Everything you always wanted to know about corporate contracts
30 Mar 2023 - Frans Vanhaelewijck
You’ve got the deal, now let’s do the contract
If you’re in the world of business, you know that a contract is an essential document for any commercial deal. It defines the scope, price, and terms of the agreement between two parties. But drawing up a contract can be a complex and daunting task, especially when dealing with big companies. In this blog post, we’ll give you an overview of what goes into corporate contracts and what you should keep in mind when drafting one.

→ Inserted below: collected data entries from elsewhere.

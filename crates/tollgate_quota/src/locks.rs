//! Per-tenant critical sections.

use std::collections::HashMap;
use std::sync::{Arc, Mutex as StdMutex, Weak};
use tokio::sync::{Mutex, OwnedMutexGuard};
use tollgate_core::TenantId;

/// Lazily created async mutex per tenant.
///
/// Entries are held weakly: a tenant's mutex lives as long as someone holds
/// or waits for it, and dead entries are pruned when new tenants arrive.
#[derive(Debug, Default)]
pub struct TenantLocks {
    locks: StdMutex<HashMap<TenantId, Weak<Mutex<()>>>>,
}

/// Exclusive access to one tenant, released on drop.
#[derive(Debug)]
pub struct TenantGuard {
    tenant: TenantId,
    _guard: OwnedMutexGuard<()>,
}

impl TenantGuard {
    /// Tenant this guard protects.
    pub fn tenant(&self) -> &TenantId {
        &self.tenant
    }
}

impl TenantLocks {
    /// Empty lock table.
    pub fn new() -> Self {
        Self::default()
    }

    /// Wait for exclusive access to `tenant`.
    pub async fn lock(&self, tenant: &TenantId) -> TenantGuard {
        let mutex = self.mutex_for(tenant);
        TenantGuard {
            tenant: tenant.clone(),
            _guard: mutex.lock_owned().await,
        }
    }

    /// Tenants whose mutex is currently alive.
    pub fn active(&self) -> usize {
        let locks = self.locks.lock().unwrap_or_else(|e| e.into_inner());
        locks.values().filter(|lock| lock.strong_count() > 0).count()
    }

    fn mutex_for(&self, tenant: &TenantId) -> Arc<Mutex<()>> {
        let mut locks = self.locks.lock().unwrap_or_else(|e| e.into_inner());
        if let Some(mutex) = locks.get(tenant).and_then(Weak::upgrade) {
            return mutex;
        }

        locks.retain(|_, lock| lock.strong_count() > 0);
        let mutex = Arc::new(Mutex::new(()));
        locks.insert(tenant.clone(), Arc::downgrade(&mutex));
        mutex
    }
}

#[cfg(test)]
mod tests {
    use super::*;
    use std::time::Duration;

    #[tokio::test]
    async fn test_same_tenant_is_exclusive() {
        let locks = Arc::new(TenantLocks::new());
        let tenant = TenantId::from("shop-1");

        let guard = locks.lock(&tenant).await;
        let waiter = {
            let locks = locks.clone();
            let tenant = tenant.clone();
            tokio::spawn(async move { locks.lock(&tenant).await.tenant().clone() })
        };

        tokio::time::sleep(Duration::from_millis(20)).await;
        assert!(!waiter.is_finished());

        drop(guard);
        assert_eq!(waiter.await.unwrap(), tenant);
    }

    #[tokio::test]
    async fn test_different_tenants_do_not_contend() {
        let locks = TenantLocks::new();
        let _a = locks.lock(&TenantId::from("shop-a")).await;
        let b = tokio::time::timeout(Duration::from_millis(50), locks.lock(&TenantId::from("shop-b")))
            .await;
        assert!(b.is_ok());
    }

    #[tokio::test]
    async fn test_released_entries_are_pruned() {
        let locks = TenantLocks::new();
        drop(locks.lock(&TenantId::from("shop-a")).await);
        assert_eq!(locks.active(), 0);

        let _b = locks.lock(&TenantId::from("shop-b")).await;
        assert_eq!(locks.active(), 1);
        assert_eq!(locks.locks.lock().unwrap().len(), 1);
    }
}
//! End-to-end gateway behaviour over the in-memory store and local billing.

use async_trait::async_trait;
use chrono::{Duration, TimeZone, Utc};
use futures::future::join_all;
use std::sync::Arc;
use std::sync::atomic::{AtomicBool, AtomicUsize, Ordering};
use tollgate_billing::LocalBillingProvider;
use tollgate_config::TollgateConfig;
use tollgate_core::{
    Account, Admission, ManualClock, Metered, OperationStatus, Plan, TenantId, UsageReport,
};
use tollgate_error::{DenyReason, MeteredError, TollgateErrorKind, TollgateResult};
use tollgate_interface::{AccountStore, BillingProvider};
use tollgate_quota::QuotaGateway;
use tollgate_storage::{InMemoryAccountStore, InMemoryJournal};

struct Harness {
    gateway: QuotaGateway,
    store: Arc<InMemoryAccountStore>,
    billing: Arc<LocalBillingProvider>,
    journal: Arc<InMemoryJournal>,
    clock: ManualClock,
}

fn harness_with(config: TollgateConfig) -> Harness {
    let store = Arc::new(InMemoryAccountStore::new());
    let billing = Arc::new(LocalBillingProvider::in_memory(&config).with_auto_activate(true));
    let journal = Arc::new(InMemoryJournal::new());
    let clock = ManualClock::new(Utc.with_ymd_and_hms(2024, 1, 1, 12, 0, 0).unwrap());

    let gateway = QuotaGateway::builder()
        .store(store.clone())
        .billing(billing.clone())
        .journal(journal.clone())
        .clock(Arc::new(clock.clone()))
        .config(config)
        .build()
        .unwrap();

    Harness {
        gateway,
        store,
        billing,
        journal,
        clock,
    }
}

fn harness() -> Harness {
    harness_with(TollgateConfig::default())
}

fn tokens(total: u64) -> Result<Metered<&'static str>, MeteredError> {
    Ok(Metered::new("ok", UsageReport::total(total)))
}

#[tokio::test]
async fn test_new_tenant_is_provisioned_and_denied() {
    let h = harness();
    let tenant = TenantId::from("gid://shopify/Shop/1");

    let account = h.gateway.resolve_account(&tenant).await.unwrap();
    assert_eq!(account.plan, Plan::None);
    assert_eq!(account.trial_days_left, 5);
    assert_eq!(account.token_limit, 0);
    assert_eq!(account.token_usage, 0);
    assert_eq!(account.version, 1);

    let (_, admission) = h.gateway.check_and_reserve(&tenant).await.unwrap();
    assert_eq!(admission, Admission::Deny(DenyReason::PlanNone));

    let ran = AtomicBool::new(false);
    let err = h
        .gateway
        .meter(&tenant, || async {
            ran.store(true, Ordering::SeqCst);
            tokens(10)
        })
        .await
        .unwrap_err();
    assert_eq!(err.deny_reason(), Some(DenyReason::PlanNone));
    assert!(err.to_string().contains("plan none"));
    assert!(!err.is_retryable());
    assert!(!ran.load(Ordering::SeqCst));
}

#[tokio::test]
async fn test_concurrent_first_contact_creates_one_record() {
    let h = harness();
    let other = QuotaGateway::builder()
        .store(h.store.clone())
        .billing(h.billing.clone())
        .build()
        .unwrap();
    let tenant = TenantId::from("shop-1");

    let resolved = join_all((0..10).map(|i| {
        let gateway = if i % 2 == 0 { &h.gateway } else { &other };
        let tenant = tenant.clone();
        async move { gateway.resolve_account(&tenant).await }
    }))
    .await;

    assert!(resolved.iter().all(|r| r.as_ref().unwrap().version == 1));
    assert_eq!(h.store.len().await, 1);
}

#[tokio::test]
async fn test_concurrent_charges_add_up() {
    let h = harness();
    let tenant = TenantId::from("shop-1");
    h.gateway.start_trial(&tenant).await.unwrap();
    h.gateway.charge_usage(&tenant, 3).await.unwrap();

    let results = join_all((0..25).map(|_| h.gateway.charge_usage(&tenant, 7))).await;
    assert!(results.iter().all(|r| r.is_ok()));

    let account = h.store.get(&tenant).await.unwrap().unwrap();
    assert_eq!(account.token_usage, 3 + 25 * 7);
}

#[tokio::test]
async fn test_concurrent_meters_add_up() {
    let h = harness();
    let tenant = TenantId::from("shop-1");
    h.gateway.select_tier(&tenant, Plan::Premium).await.unwrap();

    let outcomes = join_all((0..20).map(|_| {
        h.gateway.meter(&tenant, || async {
            tokio::task::yield_now().await;
            tokens(11)
        })
    }))
    .await;
    assert!(outcomes.iter().all(|r| r.is_ok()));

    let account = h.store.get(&tenant).await.unwrap().unwrap();
    assert_eq!(account.plan, Plan::Premium);
    assert_eq!(account.token_usage, 20 * 11);
    assert_eq!(h.journal.records_for(&tenant).await.len(), 20);
}

#[tokio::test]
async fn test_two_gateways_sharing_a_store_do_not_lose_charges() {
    let mut config = TollgateConfig::default();
    config.retry.max_attempts = 20;
    let h = harness_with(config.clone());
    let other = QuotaGateway::builder()
        .store(h.store.clone())
        .billing(h.billing.clone())
        .clock(Arc::new(h.clock.clone()))
        .config(config)
        .build()
        .unwrap();
    let tenant = TenantId::from("shop-1");
    h.gateway.start_trial(&tenant).await.unwrap();

    let results = join_all((0..30).map(|i| {
        let gateway = if i % 2 == 0 { &h.gateway } else { &other };
        gateway.charge_usage(&tenant, 2)
    }))
    .await;
    assert!(results.iter().all(|r| r.is_ok()));
    assert_eq!(
        h.store.get(&tenant).await.unwrap().unwrap().token_usage,
        60
    );
}

#[tokio::test]
async fn test_cancel_then_lapse_turns_old() {
    let h = harness();
    let tenant = TenantId::from("shop-1");

    let (account, handle) = h.gateway.select_tier(&tenant, Plan::Basic).await.unwrap();
    assert_eq!(account.plan, Plan::None);
    assert_eq!(account.subscription_ref.as_deref(), Some(handle.external_ref.as_str()));
    assert!(handle.confirmation_url.is_some());

    let account = h.gateway.refresh_account(&tenant).await.unwrap();
    assert_eq!(account.plan, Plan::Basic);
    assert_eq!(account.token_limit, 50_000);

    let account = h.gateway.cancel_subscription(&tenant).await.unwrap();
    assert_eq!(account.subscription_ref, None);
    assert_eq!(account.plan, Plan::Basic);

    h.gateway.shutdown().await;
    assert_eq!(h.billing.active_subscription(&tenant).await.unwrap(), None);

    let account = h.gateway.refresh_account(&tenant).await.unwrap();
    assert_eq!(account.plan, Plan::Old);
    assert_eq!(account.token_limit, 0);
    let actions: Vec<_> = account.plan_log.iter().map(|e| e.action.as_str()).collect();
    assert_eq!(actions, ["to basic", "to old"]);

    let (_, admission) = h.gateway.check_and_reserve(&tenant).await.unwrap();
    assert_eq!(admission, Admission::Deny(DenyReason::PlanLapsed));
}

#[tokio::test]
async fn test_cancel_succeeds_while_billing_is_down() {
    let h = harness();
    let tenant = TenantId::from("shop-1");
    h.gateway.select_tier(&tenant, Plan::Premium).await.unwrap();

    h.billing.set_unavailable(true);
    let account = h.gateway.cancel_subscription(&tenant).await.unwrap();
    assert_eq!(account.subscription_ref, None);
    h.gateway.shutdown().await;

    h.billing.set_unavailable(false);
    assert_eq!(
        h.billing.active_subscription(&tenant).await.unwrap().as_deref(),
        Some("premium")
    );
}

#[tokio::test]
async fn test_cancel_without_subscription_is_noop() {
    let h = harness();
    let tenant = TenantId::from("shop-1");
    let before = h.gateway.resolve_account(&tenant).await.unwrap();
    let after = h.gateway.cancel_subscription(&tenant).await.unwrap();
    assert_eq!(before, after);
}

#[tokio::test]
async fn test_store_failure_is_not_a_denial() {
    let h = harness();
    h.store.set_unavailable(true);

    let err = h
        .gateway
        .check_and_reserve(&TenantId::from("shop-1"))
        .await
        .unwrap_err();
    assert!(matches!(err.kind(), TollgateErrorKind::AccountLookupFailed(_)));
    assert_eq!(err.deny_reason(), None);
    assert!(err.is_retryable());
}

#[tokio::test]
async fn test_billing_failure_leaves_account_untouched() {
    let h = harness();
    let tenant = TenantId::from("shop-1");
    h.gateway.start_trial(&tenant).await.unwrap();
    let before = h.store.get(&tenant).await.unwrap().unwrap();

    h.billing.set_unavailable(true);
    let err = h.gateway.select_tier(&tenant, Plan::Premium).await.unwrap_err();
    assert!(matches!(err.kind(), TollgateErrorKind::BillingProvider(_)));
    let err = h.gateway.refresh_account(&tenant).await.unwrap_err();
    assert!(err.is_retryable());

    assert_eq!(h.store.get(&tenant).await.unwrap().unwrap(), before);
}

#[tokio::test]
async fn test_failed_operation_is_not_charged() {
    let h = harness();
    let tenant = TenantId::from("shop-1");
    h.gateway.start_trial(&tenant).await.unwrap();

    let err = h
        .gateway
        .meter(&tenant, || async {
            Err::<Metered<()>, _>(MeteredError::new("upstream timed out"))
        })
        .await
        .unwrap_err();
    assert!(matches!(err.kind(), TollgateErrorKind::MeteredOperationFailed(_)));
    assert_eq!(err.deny_reason(), None);

    let account = h.store.get(&tenant).await.unwrap().unwrap();
    assert_eq!(account.token_usage, 0);

    let records = h.journal.records_for(&tenant).await;
    assert_eq!(records.len(), 1);
    assert_eq!(*records[0].status(), OperationStatus::Failed);
    assert_eq!(records[0].error().as_deref(), Some("upstream timed out"));
}

#[tokio::test]
async fn test_trial_runs_out_day_by_day() {
    let h = harness();
    let tenant = TenantId::from("shop-1");
    h.gateway.start_trial(&tenant).await.unwrap();

    for expected_days in (0..5).rev() {
        h.clock.advance(Duration::days(1));
        let (account, _) = h.gateway.check_and_reserve(&tenant).await.unwrap();
        assert_eq!(account.trial_days_left, expected_days);
    }

    let (account, admission) = h.gateway.check_and_reserve(&tenant).await.unwrap();
    assert_eq!(account.token_limit, 0);
    assert_eq!(admission, Admission::Deny(DenyReason::TrialExhausted));
    assert_eq!(account.reset_log.len(), 5);

    let account = h.gateway.start_trial(&tenant).await.unwrap();
    assert_eq!(account.plan_log.len(), 1);
    assert_eq!(account.trial_days_left, 0);
}

#[tokio::test]
async fn test_used_up_trial_cannot_restart_after_lapse() {
    let h = harness();
    let tenant = TenantId::from("shop-1");
    h.gateway.reconcile_plan(&tenant, Some("basic")).await.unwrap();
    let mut account = h.store.get(&tenant).await.unwrap().unwrap();
    account.trial_days_left = 0;
    h.store.update(&account).await.unwrap();
    h.gateway.reconcile_plan(&tenant, None).await.unwrap();

    let err = h.gateway.start_trial(&tenant).await.unwrap_err();
    assert!(matches!(err.kind(), TollgateErrorKind::PlanTransitionRejected(_)));
    let account = h.store.get(&tenant).await.unwrap().unwrap();
    assert_eq!(account.plan, Plan::Old);
}

#[tokio::test]
async fn test_charge_after_midnight_is_not_reset() {
    let h = harness();
    let tenant = TenantId::from("shop-1");
    h.clock.set(Utc.with_ymd_and_hms(2024, 1, 1, 23, 59, 0).unwrap());
    h.gateway.start_trial(&tenant).await.unwrap();

    let clock = h.clock.clone();
    let outcome = h
        .gateway
        .meter(&tenant, || async move {
            clock.advance(Duration::minutes(2));
            tokens(120)
        })
        .await
        .unwrap();
    assert_eq!(outcome.account.token_usage, 120);
    assert!(outcome.account.reset_log.is_empty());

    let account = h.gateway.apply_daily_reset(&tenant).await.unwrap();
    assert_eq!(account.token_usage, 0);
    assert_eq!(account.reset_log[0].date.to_string(), "2024-01-01");
    assert_eq!(account.reset_log[0].token_usage_at_reset, 120);
}

#[tokio::test]
async fn test_unpaid_tier_cannot_be_selected() {
    let h = harness();
    let err = h
        .gateway
        .select_tier(&TenantId::from("shop-1"), Plan::Trial)
        .await
        .unwrap_err();
    assert!(matches!(err.kind(), TollgateErrorKind::PlanTransitionRejected(_)));
}

#[tokio::test]
async fn test_meter_skips_billing_when_reconcile_disabled() {
    let mut config = TollgateConfig::default();
    config.gateway.reconcile_on_meter = false;
    let h = harness_with(config);
    let tenant = TenantId::from("shop-1");

    h.gateway.start_trial(&tenant).await.unwrap();
    h.billing.create_subscription(&tenant, Plan::Premium).await.unwrap();

    let outcome = h.gateway.meter(&tenant, || async { tokens(5) }).await.unwrap();
    assert_eq!(outcome.account.plan, Plan::Trial);

    let account = h.gateway.reconcile_plan(&tenant, Some("premium")).await.unwrap();
    assert_eq!(account.plan, Plan::Premium);
    assert_eq!(account.token_limit, 100_000);
}

/// Store that lets another writer sneak in before the next update.
struct InterferingStore {
    inner: InMemoryAccountStore,
    interfere: AtomicBool,
    updates: AtomicUsize,
}

#[async_trait]
impl AccountStore for InterferingStore {
    async fn get(&self, tenant: &TenantId) -> TollgateResult<Option<Account>> {
        self.inner.get(tenant).await
    }

    async fn insert(&self, account: &Account) -> TollgateResult<Account> {
        self.inner.insert(account).await
    }

    async fn update(&self, account: &Account) -> TollgateResult<Account> {
        self.updates.fetch_add(1, Ordering::SeqCst);
        if self.interfere.swap(false, Ordering::SeqCst) {
            if let Some(mut current) = self.inner.get(&account.tenant_id).await? {
                current.token_usage += 1_000;
                self.inner.update(&current).await?;
            }
        }
        self.inner.update(account).await
    }

    fn backend_name(&self) -> &'static str {
        "interfering"
    }
}

#[tokio::test]
async fn test_version_conflict_is_retried_on_fresh_read() {
    let store = Arc::new(InterferingStore {
        inner: InMemoryAccountStore::new(),
        interfere: AtomicBool::new(false),
        updates: AtomicUsize::new(0),
    });
    let config = TollgateConfig::default();
    let gateway = QuotaGateway::builder()
        .store(store.clone())
        .billing(Arc::new(LocalBillingProvider::in_memory(&config)))
        .config(config)
        .build()
        .unwrap();
    let tenant = TenantId::from("shop-1");
    gateway.start_trial(&tenant).await.unwrap();

    store.updates.store(0, Ordering::SeqCst);
    store.interfere.store(true, Ordering::SeqCst);
    let account = gateway.charge_usage(&tenant, 5).await.unwrap();

    assert_eq!(account.token_usage, 1_005);
    assert_eq!(store.updates.load(Ordering::SeqCst), 2);
}

#[tokio::test]
async fn test_builder_requires_collaborators() {
    let result = QuotaGateway::builder()
        .store(Arc::new(InMemoryAccountStore::new()))
        .build();
    let err = result.err().unwrap();
    assert!(matches!(err.kind(), TollgateErrorKind::Config(_)));
}

#[tokio::test]
async fn test_paid_tier_sold_under_its_own_name_activates() {
    let mut config = TollgateConfig::default();
    config.tiers.get_mut("basic").unwrap().name = "Basic Plan".to_string();
    config.tiers.get_mut("premium").unwrap().name = "Premium Monthly".to_string();
    config.validate().unwrap();

    let h = harness_with(config);
    let tenant = TenantId::from("shop-1");

    h.gateway.select_tier(&tenant, Plan::Basic).await.unwrap();
    assert_eq!(
        h.billing.active_subscription(&tenant).await.unwrap().as_deref(),
        Some("Basic Plan")
    );

    let account = h.gateway.refresh_account(&tenant).await.unwrap();
    assert_eq!(account.plan, Plan::Basic);
    assert_eq!(account.token_limit, 50_000);

    h.gateway.select_tier(&tenant, Plan::Premium).await.unwrap();
    let account = h.gateway.refresh_account(&tenant).await.unwrap();
    assert_eq!(account.plan, Plan::Premium);
    assert_eq!(account.token_limit, 100_000);
    assert_eq!(account.plan_log.len(), 2);
}
//! Plan tiers and configuration for the Tollgate quota gateway.
//!
//! This module turns plans into token ceilings. Ceilings come either from the
//! built-in [`BuiltinTier`] values or from layered TOML configuration loaded
//! through [`TollgateConfig::load`].
//!
//! ```ignore
//! use tollgate_config::{TollgateConfig, Tier};
//!
//! let config = TollgateConfig::load()?;
//! let table = config.plan_table();
//! ```

#![forbid(unsafe_code)]
#![warn(missing_docs)]

mod config;
mod limits;
mod tier;
mod tiers;

pub use config::{GatewayConfig, RetryConfig, TierConfig, TollgateConfig, TrialConfig};
pub use limits::PlanTable;
pub use tier::Tier;
pub use tiers::BuiltinTier;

One of the more difficult aspects of a contract is the inclusion of
penalty clauses. These clauses outline what happens if one party (typically you, the supplier) breaches the contract, and they’re often used to discourage breaches from occurring. For example, if your company fails to deliver the project or certain features on time, they may be subject to a penalty fee.
Liability, insurance, indemnification
liability is another crucial aspect of a contract. This clause outlines how much each party (again typically you, the supplier) is responsible for in the event of a breach or other issue. This clause protects your customer from potential financial losses. There are ways to limit your company’s liability.
Insurance policies and
indemnification clauses are also important to consider. These clauses outline who is responsible for any damages or losses that occur during the course of the contract. Big companies usually demand you have an insurance policy, but there is of course a cost involved.
This seems obvious, but exactly defining what is contracted is crucial:
- The procurement clause outlines how your services will be procured, including delivery timelines, quality requirements, and payment terms.
- The scope defined in the contract ensures that both parties have a clear understanding of what is being delivered. This section includes specifics such as the timeline for completion, the specific services being delivered, and any customization requirements. Remember that when things go wrong, people will refer to what’s in the contract.
- Another important consideration is the
Terms & Conditions(T&Cs) of the contract. Often, both parties will have their own standard terms and conditions that they want to include. It’s important to negotiate and come to an agreement on these terms before finalizing the contract. Typically, being the smaller party, it’s advised to accept to work with the customer’s version and negotiate any changes based on their standard version. Asking the procurement and legal teams to review your version of the T&C’s will be difficult and will certainly bring many weeks of delay.
Master Service Agreements
Master Service Agreement (MSA) is a document that outlines the general terms and conditions of a business relationship between two parties. It’s often used in long-term (typically 2 or 3 years) or ongoing relationships, and it helps to streamline the process of drawing up individual work orders.
Work orders are documents that outline the specific services or products being delivered under a MSA contract. They include details such as the timeline for completion, the cost of the services, and any customization requirements of a specific project.
Acceptance procedures and payment
Payments are another crucial aspect of a contract. This clause should outline how and when payments will be made, as well as any penalties for late payments (which most big companies will reject). Payments are typically linked to acceptance procedures. Carefully define these procedures and the linked payments.
Service Level Agreements
Service level agreements (SLAs) are often included in large contracts. They outline the expected level of service and support that will be provided, as well as the consequences of failing to meet those expectations. Sample SLA requirements are response times, expected load times, handling and resolution times of support tickets per priority level, downtime and so on.
Drawing up a corporate contract can be a complex process, but it’s essential for protecting your business and ensuring that both parties have a clear understanding of the agreement. In future blog posts, we’ll delve deeper into these and other topics (like
Change of Control,
Right to Audit…) and provide more detailed information on how to create a successful corporate contract.